Гальдос Бенито Перес - Тристана. Назарин. Милосердие стр 3.

Шрифт
Фон

З. Плавскин

Замысел выпускаемой ныне книги принадлежал Инне Арташесовне Тертерян. Доктор филологических наук, старший научный сотрудник Института мировой литературы, член Союза писателей, иностранный член Испанской королевской академии, талантливый ученый и обаятельный человек, И. А. Тертерян много лет успешно сотрудничала с издательством «Художественная литература» в пропаганде классических образцов испанской, португальской и латиноамериканских литератур. Тяжелая болезнь и преждевременная смерть не позволили ей написать задуманное к этой книге предисловие. Переводчики, автор предисловия, редакторы посвящают эту книгу памяти Инны Арташесовны.

В многолюдном предместье Чамбери́, где-то между водонапорной башней и площадью Куатро Каминос, но ближе к башне, проживал не так давно видный собою идальго с редкостным именем; проживал он не в особняке, ибо таковых там никогда и не было, а в наемной квартирке из самых дешевых, в шумном окружении трактира, закусочной, загона для коз и узкого двора, куда выходили двери меблированных комнат. Когда я впервые увидел этого человека и обратил внимание на его осанку воина былых времен, вызвавшую в моей памяти образы фламандских пехотинцев со старых картин, мне сказали, что зовут его дон Лопе де Соса, и от этого имени на меня словно повеяло не то пыльным духом театральных кулис, не то благоуханием рыцарских романсов, какие приводят в книжицах по риторике. На самом деле так величали его некоторые злоязычные друзья, он же представлялся как дон Лоне Гарридо. По прошествии времени я узнал, что запись о его крещении гласила: «Дон Хуан Лопес Гарридо», а значит, звучное «дон Лопе» было выдумкой самого кабальеро, чем-то вроде чудодейственного грима, который накладывают, чтобы приукрасить то, что есть на самом деле. И это имя так замечательно шло к его худощавому лицу с мужественными и благородными чертами, к высокой и статной фигуре, носу с горбинкой, чистому лбу, живым глазам, усам с проседью и кокетливой щетинистой эспаньолке, что этот господин просто не мог зваться иначе. А потому надо было либо называть его доном Лопе, либо убить.

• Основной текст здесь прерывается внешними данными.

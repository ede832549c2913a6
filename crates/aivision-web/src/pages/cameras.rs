//! Camera management screen

use std::sync::Arc;

use aivision_client::ManageApi;
use aivision_controller::DialogMode;
use aivision_core::resources::Camera;
use leptos::prelude::*;

use crate::bridge::use_controller;
use crate::components::{
    DeleteConfirm, ExpiryGuard, Loading, ModalShell, NoticeBar, Pagination, SearchBox, StatusBadge,
    TextAreaField, TextField, ToggleField,
    form::{id_text, opt_f64, opt_i32, opt_i64, opt_text},
};
use crate::context::use_app_context;

/// Camera management page component
#[component]
pub fn CamerasPage() -> impl IntoView {
    let context = use_app_context();
    let api: Arc<dyn ManageApi<Camera>> = Arc::new(context.client.clone());
    let (state, controller) = use_controller(api);

    let dialog = Memo::new(move |_| state.get().dialog);
    let saving = Signal::derive(move || state.get().saving);
    let page = Signal::derive(move || state.get().page);

    let on_search = Callback::new({
        let controller = controller.clone();
        move |text| controller.set_search(text)
    });
    let on_page = Callback::new({
        let controller = controller.clone();
        move |page| controller.set_page(page)
    });
    let on_page_size = Callback::new({
        let controller = controller.clone();
        move |size| controller.set_page_size(size)
    });
    let on_dismiss = Callback::new({
        let controller = controller.clone();
        move |()| controller.dismiss_notice()
    });
    let on_submit = Callback::new({
        let controller = controller.clone();
        move |record| controller.submit(record)
    });
    let on_close = Callback::new({
        let controller = controller.clone();
        move |()| controller.close_dialog()
    });
    let on_confirm_delete = Callback::new({
        let controller = controller.clone();
        move |()| controller.confirm_delete()
    });

    let refresh = controller.clone();
    let add = controller.clone();
    let rows_controller = controller.clone();

    view! {
        <section class="page">
            <ExpiryGuard expired=Signal::derive(move || state.get().session_expired) />

            <header class="page-header">
                <div>
                    <h2>"Camera Management"</h2>
                    <p class="page-subtitle">"Configure and monitor camera feeds for AI analysis"</p>
                </div>
                <div class="page-actions">
                    <SearchBox placeholder="Search cameras..." on_change=on_search />
                    <button class="btn" on:click=move |_| refresh.refresh()>
                        "Refresh"
                    </button>
                    <button class="btn btn-primary" on:click=move |_| add.open_create()>
                        "Add Camera"
                    </button>
                </div>
            </header>

            <NoticeBar notice=Signal::derive(move || state.get().notice) on_dismiss=on_dismiss />

            <Show when=move || state.get().loading>
                <Loading />
            </Show>

            <Show when=move || state.get().is_empty()>
                <div class="empty-state">
                    <h3>"No Cameras Found"</h3>
                    <p>"Add your first camera to start monitoring video feeds."</p>
                </div>
            </Show>

            <table class="record-table">
                <thead>
                    <tr>
                        <th>"#"</th>
                        <th>"Camera"</th>
                        <th>"Location"</th>
                        <th>"Order"</th>
                        <th>"Status"</th>
                        <th>"Actions"</th>
                    </tr>
                </thead>
                <tbody>
                    {move || {
                        let snapshot = state.get();
                        let page_view = snapshot.page;
                        snapshot
                            .items
                            .into_iter()
                            .enumerate()
                            .map(|(index, camera)| {
                                let view_record = camera.clone();
                                let edit_record = camera.clone();
                                let delete_record = camera.clone();
                                let view_ctl = rows_controller.clone();
                                let edit_ctl = rows_controller.clone();
                                let delete_ctl = rows_controller.clone();
                                let location = camera
                                    .city
                                    .clone()
                                    .unwrap_or_else(|| "-".to_string());
                                view! {
                                    <tr>
                                        <td>{page_view.row_number(index)}</td>
                                        <td>
                                            <div class="cell-title">{camera.name.clone()}</div>
                                            <div class="cell-sub">
                                                {if camera.rtsp_link.is_empty() {
                                                    "No RTSP link configured".to_string()
                                                } else {
                                                    camera.rtsp_link.clone()
                                                }}
                                            </div>
                                        </td>
                                        <td>{location}</td>
                                        <td>{camera.view_order.unwrap_or_default()}</td>
                                        <td>
                                            <StatusBadge active=camera.is_online() />
                                        </td>
                                        <td class="cell-actions">
                                            <button
                                                class="btn btn-sm"
                                                on:click=move |_| view_ctl.open_view(view_record.clone())
                                            >
                                                "View"
                                            </button>
                                            <button
                                                class="btn btn-sm"
                                                on:click=move |_| edit_ctl.open_edit(edit_record.clone())
                                            >
                                                "Edit"
                                            </button>
                                            <button
                                                class="btn btn-sm btn-danger"
                                                on:click=move |_| {
                                                    delete_ctl.open_delete(delete_record.clone())
                                                }
                                            >
                                                "Delete"
                                            </button>
                                        </td>
                                    </tr>
                                }
                            })
                            .collect_view()
                    }}
                </tbody>
            </table>

            <Pagination page=page on_page_change=on_page on_page_size_change=on_page_size />

            {move || match dialog.get() {
                DialogMode::Closed => ().into_any(),
                DialogMode::Create => {
                    view! {
                        <CameraFormModal
                            camera=Camera::default()
                            view_only=false
                            saving=saving
                            on_submit=on_submit
                            on_close=on_close
                        />
                    }
                        .into_any()
                }
                DialogMode::Edit(camera) => {
                    view! {
                        <CameraFormModal
                            camera=camera
                            view_only=false
                            saving=saving
                            on_submit=on_submit
                            on_close=on_close
                        />
                    }
                        .into_any()
                }
                DialogMode::View(camera) => {
                    view! {
                        <CameraFormModal
                            camera=camera
                            view_only=true
                            saving=saving
                            on_submit=on_submit
                            on_close=on_close
                        />
                    }
                        .into_any()
                }
                DialogMode::ConfirmDelete(camera) => {
                    view! {
                        <DeleteConfirm
                            message=format!("Delete camera \"{}\"?", camera.name)
                            saving=saving
                            on_confirm=on_confirm_delete
                            on_cancel=on_close
                        />
                    }
                        .into_any()
                }
            }}
        </section>
    }
}

/// Create/edit/view dialog for a camera
#[component]
fn CameraFormModal(
    /// Record backing the form; a default draft for create
    camera: Camera,
    /// Disable all inputs and hide the submit action
    view_only: bool,
    /// Whether a mutation is in flight
    #[prop(into)]
    saving: Signal<bool>,
    /// Receives the assembled record
    on_submit: Callback<Camera>,
    /// Close/cancel
    on_close: Callback<()>,
) -> impl IntoView {
    let id = camera.id;
    let name = RwSignal::new(camera.name.clone());
    let rtsp_link = RwSignal::new(camera.rtsp_link.clone());
    let about = RwSignal::new(camera.about.clone().unwrap_or_default());
    let address = RwSignal::new(camera.address.clone().unwrap_or_default());
    let landmark = RwSignal::new(camera.landmark.clone().unwrap_or_default());
    let city = RwSignal::new(camera.city.clone().unwrap_or_default());
    let state_field = RwSignal::new(camera.state.clone().unwrap_or_default());
    let pincode = RwSignal::new(id_text(camera.pincode));
    let latitude = RwSignal::new(
        camera.latitude.map(|v| v.to_string()).unwrap_or_default(),
    );
    let longitude = RwSignal::new(
        camera.longitude.map(|v| v.to_string()).unwrap_or_default(),
    );
    let view_order = RwSignal::new(
        camera.view_order.map(|v| v.to_string()).unwrap_or_default(),
    );
    let status = RwSignal::new(camera.status);

    let title = if view_only {
        "Camera Details"
    } else if id.is_some() {
        "Edit Camera"
    } else {
        "Add New Camera"
    };

    let submit = move |_| {
        let record = Camera {
            id,
            name: name.get().trim().to_string(),
            rtsp_link: rtsp_link.get().trim().to_string(),
            about: opt_text(&about.get()),
            address: opt_text(&address.get()),
            landmark: opt_text(&landmark.get()),
            city: opt_text(&city.get()),
            state: opt_text(&state_field.get()),
            pincode: opt_i64(&pincode.get()),
            latitude: opt_f64(&latitude.get()),
            longitude: opt_f64(&longitude.get()),
            view_order: opt_i32(&view_order.get()).or(Some(0)),
            status: status.get(),
        };
        on_submit.run(record);
    };

    view! {
        <ModalShell title=title on_close=on_close>
            <div class="form-grid">
                <TextField
                    label="Camera Name"
                    value=name
                    disabled=view_only
                    placeholder="Enter camera name"
                />
                <TextField
                    label="RTSP Link"
                    value=rtsp_link
                    disabled=view_only
                    placeholder="rtsp://username:password@ip:port/path"
                />
                <TextAreaField label="Description" value=about disabled=view_only />
                <TextAreaField label="Address" value=address disabled=view_only />
                <TextField label="Landmark" value=landmark disabled=view_only />
                <TextField label="City" value=city disabled=view_only />
                <TextField label="State" value=state_field disabled=view_only />
                <TextField label="Pincode" value=pincode disabled=view_only />
                <TextField label="Latitude" value=latitude disabled=view_only />
                <TextField label="Longitude" value=longitude disabled=view_only />
                <TextField label="Display Order" value=view_order disabled=view_only />
                <ToggleField label="Camera active" value=status disabled=view_only />
            </div>
            <div class="modal-footer">
                <button class="btn" on:click=move |_| on_close.run(())>
                    {if view_only { "Close" } else { "Cancel" }}
                </button>
                <Show when=move || !view_only>
                    <button class="btn btn-primary" disabled=move || saving.get() on:click=submit>
                        {if id.is_some() { "Update Camera" } else { "Add Camera" }}
                    </button>
                </Show>
            </div>
        </ModalShell>
    }
}
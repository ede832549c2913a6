//! Page handlers for serving the application shell

use axum::response::Html;

/// Serve the single-page shell; the client router selects the screen
pub async fn shell() -> Html<&'static str> {
    Html(include_str!("../../templates/shell.html"))
}

#[cfg(test)]
#[allow(clippy::missing_panics_doc)]
mod tests {
    use super::*;

    #[test]
    fn test_shell_contains_mount_point() {
        let Html(body) = tokio_test::block_on(shell());
        assert!(body.contains("<div id=\"app\">"));
        assert!(body.contains("AI Vision"));
    }
}
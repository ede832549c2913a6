//! Subscription plan management screen

use std::sync::Arc;

use aivision_client::ManageApi;
use aivision_controller::DialogMode;
use aivision_core::resources::Subscription;
use leptos::prelude::*;

use crate::bridge::use_controller;
use crate::components::{
    DeleteConfirm, ExpiryGuard, Loading, ModalShell, NoticeBar, Pagination, SearchBox, StatusBadge,
    TextAreaField, TextField, ToggleField,
    form::{opt_i32, opt_text},
};
use crate::context::use_app_context;

/// Subscription plan page component
#[component]
pub fn SubscriptionsPage() -> impl IntoView {
    let context = use_app_context();
    let api: Arc<dyn ManageApi<Subscription>> = Arc::new(context.client.clone());
    let (state, controller) = use_controller(api);

    let dialog = Memo::new(move |_| state.get().dialog);
    let saving = Signal::derive(move || state.get().saving);
    let page = Signal::derive(move || state.get().page);

    let on_search = Callback::new({
        let controller = controller.clone();
        move |text| controller.set_search(text)
    });
    let on_page = Callback::new({
        let controller = controller.clone();
        move |page| controller.set_page(page)
    });
    let on_page_size = Callback::new({
        let controller = controller.clone();
        move |size| controller.set_page_size(size)
    });
    let on_dismiss = Callback::new({
        let controller = controller.clone();
        move |()| controller.dismiss_notice()
    });
    let on_submit = Callback::new({
        let controller = controller.clone();
        move |record| controller.submit(record)
    });
    let on_close = Callback::new({
        let controller = controller.clone();
        move |()| controller.close_dialog()
    });
    let on_confirm_delete = Callback::new({
        let controller = controller.clone();
        move |()| controller.confirm_delete()
    });

    let refresh = controller.clone();
    let add = controller.clone();
    let rows_controller = controller.clone();

    view! {
        <section class="page">
            <ExpiryGuard expired=Signal::derive(move || state.get().session_expired) />

            <header class="page-header">
                <div>
                    <h2>"Subscription Plans"</h2>
                    <p class="page-subtitle">"Usage limits offered to platform customers"</p>
                </div>
                <div class="page-actions">
                    <SearchBox placeholder="Search plans..." on_change=on_search />
                    <button class="btn" on:click=move |_| refresh.refresh()>
                        "Refresh"
                    </button>
                    <button class="btn btn-primary" on:click=move |_| add.open_create()>
                        "Add Plan"
                    </button>
                </div>
            </header>

            <NoticeBar notice=Signal::derive(move || state.get().notice) on_dismiss=on_dismiss />

            <Show when=move || state.get().loading>
                <Loading />
            </Show>

            <Show when=move || state.get().is_empty()>
                <div class="empty-state">
                    <h3>"No Plans Found"</h3>
                    <p>"Create a subscription plan to offer to customers."</p>
                </div>
            </Show>

            <table class="record-table">
                <thead>
                    <tr>
                        <th>"#"</th>
                        <th>"Plan"</th>
                        <th>"Cameras"</th>
                        <th>"Days"</th>
                        <th>"Alerts / day"</th>
                        <th>"Prompts / camera"</th>
                        <th>"Status"</th>
                        <th>"Actions"</th>
                    </tr>
                </thead>
                <tbody>
                    {move || {
                        let snapshot = state.get();
                        let page_view = snapshot.page;
                        snapshot
                            .items
                            .into_iter()
                            .enumerate()
                            .map(|(index, plan)| {
                                let view_record = plan.clone();
                                let edit_record = plan.clone();
                                let delete_record = plan.clone();
                                let view_ctl = rows_controller.clone();
                                let edit_ctl = rows_controller.clone();
                                let delete_ctl = rows_controller.clone();
                                view! {
                                    <tr>
                                        <td>{page_view.row_number(index)}</td>
                                        <td>
                                            <div class="cell-title">{plan.name.clone()}</div>
                                            <div class="cell-sub">
                                                {plan.about.clone().unwrap_or_default()}
                                            </div>
                                        </td>
                                        <td>{plan.camera.unwrap_or_default()}</td>
                                        <td>{plan.days.unwrap_or_default()}</td>
                                        <td>{plan.alert_per_day.unwrap_or_default()}</td>
                                        <td>{plan.prompt_per_camera.unwrap_or_default()}</td>
                                        <td>
                                            <StatusBadge active=plan.status />
                                        </td>
                                        <td class="cell-actions">
                                            <button
                                                class="btn btn-sm"
                                                on:click=move |_| view_ctl.open_view(view_record.clone())
                                            >
                                                "View"
                                            </button>
                                            <button
                                                class="btn btn-sm"
                                                on:click=move |_| edit_ctl.open_edit(edit_record.clone())
                                            >
                                                "Edit"
                                            </button>
                                            <button
                                                class="btn btn-sm btn-danger"
                                                on:click=move |_| {
                                                    delete_ctl.open_delete(delete_record.clone())
                                                }
                                            >
                                                "Delete"
                                            </button>
                                        </td>
                                    </tr>
                                }
                            })
                            .collect_view()
                    }}
                </tbody>
            </table>

            <Pagination page=page on_page_change=on_page on_page_size_change=on_page_size />

            {move || match dialog.get() {
                DialogMode::Closed => ().into_any(),
                DialogMode::Create => {
                    view! {
                        <SubscriptionFormModal
                            plan=Subscription::default()
                            view_only=false
                            saving=saving
                            on_submit=on_submit
                            on_close=on_close
                        />
                    }
                        .into_any()
                }
                DialogMode::Edit(plan) => {
                    view! {
                        <SubscriptionFormModal
                            plan=plan
                            view_only=false
                            saving=saving
                            on_submit=on_submit
                            on_close=on_close
                        />
                    }
                        .into_any()
                }
                DialogMode::View(plan) => {
                    view! {
                        <SubscriptionFormModal
                            plan=plan
                            view_only=true
                            saving=saving
                            on_submit=on_submit
                            on_close=on_close
                        />
                    }
                        .into_any()
                }
                DialogMode::ConfirmDelete(plan) => {
                    view! {
                        <DeleteConfirm
                            message=format!("Delete plan \"{}\"?", plan.name)
                            saving=saving
                            on_confirm=on_confirm_delete
                            on_cancel=on_close
                        />
                    }
                        .into_any()
                }
            }}
        </section>
    }
}

/// Create/edit/view dialog for a subscription plan
#[component]
fn SubscriptionFormModal(
    /// Record backing the form; a default draft for create
    plan: Subscription,
    /// Disable all inputs and hide the submit action
    view_only: bool,
    /// Whether a mutation is in flight
    #[prop(into)]
    saving: Signal<bool>,
    /// Receives the assembled record
    on_submit: Callback<Subscription>,
    /// Close/cancel
    on_close: Callback<()>,
) -> impl IntoView {
    let id = plan.id;
    let name = RwSignal::new(plan.name.clone());
    let about = RwSignal::new(plan.about.clone().unwrap_or_default());
    let camera = RwSignal::new(plan.camera.map(|v| v.to_string()).unwrap_or_default());
    let days = RwSignal::new(plan.days.map(|v| v.to_string()).unwrap_or_default());
    let alert_per_day = RwSignal::new(
        plan.alert_per_day.map(|v| v.to_string()).unwrap_or_default(),
    );
    let prompt_per_camera = RwSignal::new(
        plan.prompt_per_camera
            .map(|v| v.to_string())
            .unwrap_or_default(),
    );
    let status = RwSignal::new(plan.status);

    let title = if view_only {
        "Plan Details"
    } else if id.is_some() {
        "Edit Plan"
    } else {
        "Add New Plan"
    };

    let submit = move |_| {
        let record = Subscription {
            id,
            name: name.get().trim().to_string(),
            about: opt_text(&about.get()),
            camera: opt_i32(&camera.get()),
            days: opt_i32(&days.get()),
            alert_per_day: opt_i32(&alert_per_day.get()),
            prompt_per_camera: opt_i32(&prompt_per_camera.get()),
            status: status.get(),
        };
        on_submit.run(record);
    };

    view! {
        <ModalShell title=title on_close=on_close>
            <div class="form-grid">
                <TextField label="Plan Name" value=name disabled=view_only />
                <TextAreaField label="Description" value=about disabled=view_only />
                <TextField label="Cameras included" value=camera disabled=view_only />
                <TextField label="Duration (days)" value=days disabled=view_only />
                <TextField label="Alerts per day" value=alert_per_day disabled=view_only />
                <TextField label="Prompts per camera" value=prompt_per_camera disabled=view_only />
                <ToggleField label="Plan active" value=status disabled=view_only />
            </div>
            <div class="modal-footer">
                <button class="btn" on:click=move |_| on_close.run(())>
                    {if view_only { "Close" } else { "Cancel" }}
                </button>
                <Show when=move || !view_only>
                    <button class="btn btn-primary" disabled=move || saving.get() on:click=submit>
                        {if id.is_some() { "Update Plan" } else { "Add Plan" }}
                    </button>
                </Show>
            </div>
        </ModalShell>
    }
}
//! Route definitions for the web interface

use crate::{handlers::api, handlers::pages, state::AppState};
use axum::{
    Router,
    routing::{get, post},
};
use std::sync::Arc;

/// Build the complete web application router
///
/// Every admin screen is served the same shell; the client-side router
/// picks the page. The JSON routes expose the shell's own session state.
pub fn build_routes() -> Router<Arc<AppState>> {
    Router::new()
        // Page routes (all serve the shell)
        .route("/", get(pages::shell))
        .route("/login", get(pages::shell))
        .route("/cameras", get(pages::shell))
        .route("/users", get(pages::shell))
        .route("/clients", get(pages::shell))
        .route("/prompts", get(pages::shell))
        .route("/camera-prompts", get(pages::shell))
        .route("/user-cameras", get(pages::shell))
        .route("/subscriptions", get(pages::shell))
        // Session state for the shell
        .route("/api/session", get(api::session_status))
        .route("/api/logout", post(api::logout))
        // Health check
        .route("/health", get(api::health_check))
        .fallback(pages::shell)
}
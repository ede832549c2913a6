//! HTTP client for the AI Vision manage API
//!
//! Implements the fixed backend contract: `POST {base}/{Resource}/manage`
//! with a `CrudAction` discriminator, fields carried as multipart form
//! parts or URL query parameters per resource, a bearer token from the
//! injected session store, and a dedicated non-retryable error class for
//! HTTP 401.

#![forbid(unsafe_code)]
#![warn(
    clippy::all,
    clippy::pedantic,
    clippy::nursery,
    missing_docs,
    rust_2018_idioms
)]

pub mod fields;
pub mod manage;
pub mod session;

pub use manage::{ManageApi, ManageClient};
pub use session::{Session, SessionStore};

Возраст славного идальго, по тем подсчетам, которые сам он производил, когда о том заходила речь, уяснить было столь же невозможно, как и время на сломанных часах, стрелки которых упорно не желают сдвинуться с места. Так и он: остановился на сорока девяти, как будто некий инстинктивный ужас перед пятьюдесятью не давал ему перешагнуть страшный рубеж половины века; но даже сам господь всемогущий не в силах был бы сбавить ему ни одного из прожитых им пятидесяти семи годов, которые, как ни прекрасно он сохранился, все же давали о себе знать. Одевался он с той тщательностью и опрятностью, какие позволяло ему скромное его состояние: всегда в непременно хорошо выглаженном цилиндре и в добротном плаще зимой, в темных перчатках в любое время года, с элегантной тростью летом и в костюмах, какие носили люди скорее молодого, нежели зрелого возраста. Был дон Лопе Гарридо, кстати сказать, великим стратегом по части любовных баталий и кичился тем, что штурмовал больше башен добродетели и покорил больше твердынь целомудрия, чем было волос у него на голове. Хоть и поутратил он свою былую удаль и силы его были уже не те, он все же не мог отказаться от привычки старого волокиты, и всякий раз, когда попадались ему на пути красивые — а впрочем, не обязательно красивые — девицы, он тут же делал стойку и безо всякой задней мысли устремлял на них выразительные взгляды, которые, правду говоря, были скорее отеческими, нежели злонамеренными, будто он хотел сказать: «Ну и повезло же вам, бедняжки! Благодарите бога за то, что вы не родились лет на двадцать раньше. Остерегайтесь таких, каким был некогда я. Впрочем, если меня очень раззадорить, то я дерзну сказать, что вряд ли кто-нибудь из нынешних сможет сравниться со мной. Теперь не сыскать ни молодых людей, ни зрелых мужчин, которые были бы искушены в обхождении с красивыми женщинами».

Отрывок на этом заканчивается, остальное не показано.